Hemingway and his second wife, Pauline, moved into the Spanish Colonial-style house om 1931 after Pauline's uncle gifted it to them. But ever since the literary giant moved in with his polydactyl (six-toed) cat, the island has been overrun with its kin.
Indeed, the 40 to 50 cats that now run the property, which has since been turned into a museum, are all believed to be descended from Hemingway's pet Snow White. She was allegedly also a gift from a sea captain whom Hemingway knew.
According to the museum's website, not all of the cats living at the house show the polydactyl trait, but all of them are believed to carry the polydactyl gene. This means they can still produce six-toed offspring.

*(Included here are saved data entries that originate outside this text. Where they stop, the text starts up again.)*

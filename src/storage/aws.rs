//! AWS S3 object store.
//!
//! Stores every object in a single S3 bucket under an optional key
//! prefix: `{prefix}{storage_key}`.  Downloads use S3 presigned GET URLs,
//! so file bytes never pass through this service.
//!
//! Credentials are resolved via the standard AWS credential chain
//! (env vars, `~/.aws/credentials`, IAM role, etc.) unless explicit keys
//! are configured.

use std::future::Future;
use std::pin::Pin;
use std::time::Duration;

use aws_sdk_s3::presigning::PresigningConfig;
use aws_sdk_s3::primitives::ByteStream;
use aws_sdk_s3::Client;
use bytes::Bytes;
use tracing::{debug, info};

use super::backend::{ObjectNotFound, ObjectStore, StoredObject, DEFAULT_CONTENT_TYPE};
use crate::config::AwsStorageConfig;

pub struct S3ObjectStore {
    client: Client,
    /// The S3 bucket holding all file content.
    bucket: String,
    /// Key prefix for all objects in the bucket.
    prefix: String,
}

impl S3ObjectStore {
    /// Create a new S3 object store from configuration.
    pub async fn new(config: &AwsStorageConfig) -> anyhow::Result<Self> {
        let mut config_loader = aws_config::defaults(aws_config::BehaviorVersion::latest())
            .region(aws_config::Region::new(config.region.clone()));

        if !config.endpoint_url.is_empty() {
            config_loader = config_loader.endpoint_url(&config.endpoint_url);
        }

        // If explicit credentials are provided, inject them as static credentials.
        if !config.access_key_id.is_empty() && !config.secret_access_key.is_empty() {
            let creds = aws_sdk_s3::config::Credentials::new(
                &config.access_key_id,
                &config.secret_access_key,
                None, // session_token
                None, // expiry
                "cloudkeep-config",
            );
            config_loader = config_loader.credentials_provider(creds);
        }

        let sdk_config = config_loader.load().await;

        let s3_config = aws_sdk_s3::config::Builder::from(&sdk_config)
            .force_path_style(config.use_path_style)
            .build();

        info!(
            "S3 object store initialized: bucket={} prefix='{}'",
            config.bucket, config.prefix
        );

        Ok(Self {
            client: Client::from_conf(s3_config),
            bucket: config.bucket.clone(),
            prefix: config.prefix.clone(),
        })
    }

    fn s3_key(&self, storage_key: &str) -> String {
        format!("{}{}", self.prefix, storage_key)
    }

    /// Map an AWS SDK error to an anyhow error with context.
    fn map_sdk_error(context: &str, err: impl std::fmt::Display) -> anyhow::Error {
        anyhow::anyhow!("AWS S3 {context}: {err}")
    }
}

impl ObjectStore for S3ObjectStore {
    fn put(
        &self,
        storage_key: &str,
        data: Bytes,
        content_type: &str,
    ) -> Pin<Box<dyn Future<Output = anyhow::Result<()>> + Send + '_>> {
        let storage_key = storage_key.to_string();
        let content_type = content_type.to_string();
        Box::pin(async move {
            let s3_key = self.s3_key(&storage_key);

            debug!(
                "AWS put_object: bucket={} key={} size={}",
                self.bucket,
                s3_key,
                data.len()
            );

            self.client
                .put_object()
                .bucket(&self.bucket)
                .key(&s3_key)
                .content_type(content_type)
                .body(ByteStream::from(data))
                .send()
                .await
                .map_err(|e| Self::map_sdk_error("put_object", e.into_service_error()))?;

            Ok(())
        })
    }

    fn get(
        &self,
        storage_key: &str,
    ) -> Pin<Box<dyn Future<Output = anyhow::Result<StoredObject>> + Send + '_>> {
        let storage_key = storage_key.to_string();
        Box::pin(async move {
            let s3_key = self.s3_key(&storage_key);

            debug!("AWS get_object: bucket={} key={}", self.bucket, s3_key);

            let resp = self
                .client
                .get_object()
                .bucket(&self.bucket)
                .key(&s3_key)
                .send()
                .await
                .map_err(|e| {
                    let service_err = e.into_service_error();
                    if service_err.is_no_such_key() {
                        anyhow::Error::new(ObjectNotFound(storage_key.clone()))
                    } else {
                        Self::map_sdk_error("get_object", service_err)
                    }
                })?;

            let content_type = resp
                .content_type()
                .unwrap_or(DEFAULT_CONTENT_TYPE)
                .to_string();

            let data = resp
                .body
                .collect()
                .await
                .map_err(|e| Self::map_sdk_error("get_object body", e))?
                .into_bytes();

            Ok(StoredObject { data, content_type })
        })
    }

    fn delete(
        &self,
        storage_key: &str,
    ) -> Pin<Box<dyn Future<Output = anyhow::Result<()>> + Send + '_>> {
        let storage_key = storage_key.to_string();
        Box::pin(async move {
            let s3_key = self.s3_key(&storage_key);

            debug!("AWS delete_object: bucket={} key={}", self.bucket, s3_key);

            // S3 delete_object is idempotent -- no error for missing keys.
            self.client
                .delete_object()
                .bucket(&self.bucket)
                .key(&s3_key)
                .send()
                .await
                .map_err(|e| Self::map_sdk_error("delete_object", e))?;

            Ok(())
        })
    }

    fn presigned_get_url(
        &self,
        storage_key: &str,
        ttl: Duration,
    ) -> Pin<Box<dyn Future<Output = anyhow::Result<String>> + Send + '_>> {
        let storage_key = storage_key.to_string();
        Box::pin(async move {
            let presigning_config = PresigningConfig::builder()
                .expires_in(ttl)
                .build()
                .map_err(|e| Self::map_sdk_error("presigning config", e))?;

            let presigned = self
                .client
                .get_object()
                .bucket(&self.bucket)
                .key(self.s3_key(&storage_key))
                .presigned(presigning_config)
                .await
                .map_err(|e| Self::map_sdk_error("presign get_object", e))?;

            Ok(presigned.uri().to_string())
        })
    }
}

The Hemingway Home and Museum has garnered a quirky reputation because of the pack of cats that commune there. They are spotted throughout the estate, lounging in the gardens, in the flower beds, or by the pool, which was the first in-ground pool constructed in the city.
Hemingway's cats range in size and color. There are tabbies, tortoiseshell, and calicos, among others. All of the cats are named after famous people, a tradition that's been kept up since Hemingway's death. Some of the names include Audrey Hepburn, Pablo Picasso, and "Hairy Truman."
The cats are docile and friendly toward visitors. Sometimes they will respond when called by their name.
There are a number of cat-centric items around the Hemingway house, such as the lace curtains which were made in the pattern of a cat. One of the strangest objects, though, is the cat drinking fountain that was installed by the author himself.
The giant cat bowl is actually an old urinal taken from Hemingway's favorite jaunt, Sloppy Joe's bar. His wife allegedly hated the recycled cat bowl and "decorated" it by attaching an old Spanish jar and tiling to the sides. The Hemingway cats still use it to drink.
There's also a big cat house that was constructed in the shape of the Hemingway house, where visitors can see the cats sleeping in their own kitty compartments.
Museum officials note that the house isn't the only place you'll find Hemingway's cats. The city of Key West is a small island town so many cats inhabit other parts of the island as well. Because it's such a small community, many of these cats are likely also descended from Hemingway's first cat.